Besides increase in confidence, analysts are also expecting corporates to have more capacity to undertake transactions during 2014 than previously.
"Investors have been patient over the last three or four years; but as deal capacity continues to rise and global markets maintain some stability, the pressure on cash-rich corporates to start deal-making again is going to intensify," Tom Franks, Global Head of Corporate Finance at KPMG International and a partner with the UK firm said.
However, the US Federal Reserve's end of year tapering of quantitative easing could have a temporary dampening effect, but overall the combination of growing capacity and rising confidence suggests a potential rise in transaction levels in 2014, KPMG said.
With regard to M&A and private equity trends in India for 2014, Ashok Mittal, Head-Corporate Finance, KPMG in India said: "we are beginning to see more traction and interest in the last quarter and expect that 2014 will be a much better year.
"The Indian economy is showing signs of bottoming out in terms of growth and that, with increased stability in the global economy, will drive up M&A sentiment."
The year 2013 was a "challenging year" for M&A activity in India.
"A slowing domestic economy, high interest rate environment, lack of progress on much needed reforms and a volatile Indian rupee resulted in a depressed M&A sentiment, Mittal said.
Meanwhile, although the overall market sentiment is undoubtedly positive, transaction levels have still not caught up.

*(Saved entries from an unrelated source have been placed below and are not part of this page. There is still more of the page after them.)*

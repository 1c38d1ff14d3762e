//! Positional parser for the digest queries.
//!
//! The camera answers a targeted query with its ids in ascending order, so a
//! response of known shape can be read at fixed offsets instead of walking
//! the TLV triples. Status digest on a HERO11+:
//!
//! ```text
//! offset  0  1  2  3  4    5  6  7    8  9  10..13   14 15 16
//!        13 00 08 01 busy 0A 01 enc  23 04 vid_time 46 01 battery
//! ```
//!
//! A response whose length or id bytes do not match is handed back to the
//! caller, which resets the generation and decodes it the slow way.

use crate::domain::generation::Generation;
use crate::infrastructure::bluetooth::protocol::{command_id, CameraCommand};
use std::collections::BTreeMap;

const STATUS_BUSY: u8 = 8;
const STATUS_ENCODING: u8 = 10;
const STATUS_VIDEO_TIME_REMAINING: u8 = 35;
const STATUS_BATTERY_LEVEL: u8 = 70;
const SETTING_RESOLUTION: u8 = 2;

/// Expected `(id, value width)` slots of a digest response
#[derive(Debug, Clone, PartialEq, Eq)]
pub struct FastPathLayout {
    command: CameraCommand,
    response_id: u8,
    slots: Vec<(u8, usize)>,
}

impl FastPathLayout {
    fn new(command: CameraCommand, response_id: u8, mut slots: Vec<(u8, usize)>) -> Self {
        slots.sort_by_key(|(id, _)| *id);
        Self {
            command,
            response_id,
            slots,
        }
    }

    pub fn status_digest() -> Self {
        Self::new(
            CameraCommand::StatusDigest,
            command_id::GET_STATUS,
            vec![
                (STATUS_BUSY, 1),
                (STATUS_ENCODING, 1),
                (STATUS_VIDEO_TIME_REMAINING, 4),
                (STATUS_BATTERY_LEVEL, 1),
            ],
        )
    }

    pub fn settings_digest(generation: Generation) -> Self {
        let (fps_id, lens_id) = generation.digest_setting_ids();
        Self::new(
            CameraCommand::SettingsDigest { fps_id, lens_id },
            command_id::GET_SETTINGS,
            vec![(SETTING_RESOLUTION, 1), (fps_id, 1), (lens_id, 1)],
        )
    }

    /// The query that produces this layout
    pub fn command(&self) -> CameraCommand {
        self.command
    }

    pub fn response_id(&self) -> u8 {
        self.response_id
    }

    /// Total buffer length, header included
    pub fn expected_len(&self) -> usize {
        2 + self.slots.iter().map(|(_, width)| 2 + width).sum::<usize>()
    }

    /// Read the values at their fixed offsets.
    /// `None` when the buffer is not exactly this layout.
    pub fn parse(&self, buf: &[u8]) -> Option<BTreeMap<u8, Vec<u8>>> {
        if buf.len() != self.expected_len() || buf[0] != self.response_id {
            return None;
        }

        let mut values = BTreeMap::new();
        let mut offset = 2;
        for &(id, width) in &self.slots {
            if buf[offset] != id || buf[offset + 1] as usize != width {
                return None;
            }
            let start = offset + 2;
            values.insert(id, buf[start..start + width].to_vec());
            offset = start + width;
        }
        Some(values)
    }
}

/// The four statuses polled while recording
#[derive(Debug, Clone, Copy, PartialEq, Eq)]
pub struct StatusDigest {
    pub busy: bool,
    pub encoding: bool,
    pub video_time_remaining: u32,
    pub battery_level: u8,
}

impl StatusDigest {
    pub fn from_values(values: &BTreeMap<u8, Vec<u8>>) -> Option<Self> {
        let flag = |id: u8| values.get(&id).and_then(|v| v.first()).map(|b| *b != 0);
        let video_time = values.get(&STATUS_VIDEO_TIME_REMAINING)?;
        let video_time: [u8; 4] = video_time.as_slice().try_into().ok()?;

        Some(Self {
            busy: flag(STATUS_BUSY)?,
            encoding: flag(STATUS_ENCODING)?,
            video_time_remaining: u32::from_be_bytes(video_time),
            battery_level: *values.get(&STATUS_BATTERY_LEVEL)?.first()?,
        })
    }
}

From 30,945 deals in January 2013, the total number of completed deals fell to 27,194 in December, a drop of over 12 per cent. Deal values also declined, falling around 7 per cent over the same period, KPMG said.
"Steadily increasing corporate confidence is still not being reflected in global transaction levels, and deal markets are continuing to struggle. However, this is against a background of a red hot IPO market in the UK and the US, and it will be interesting to see how the M&A situation changes during 2014," Franks added.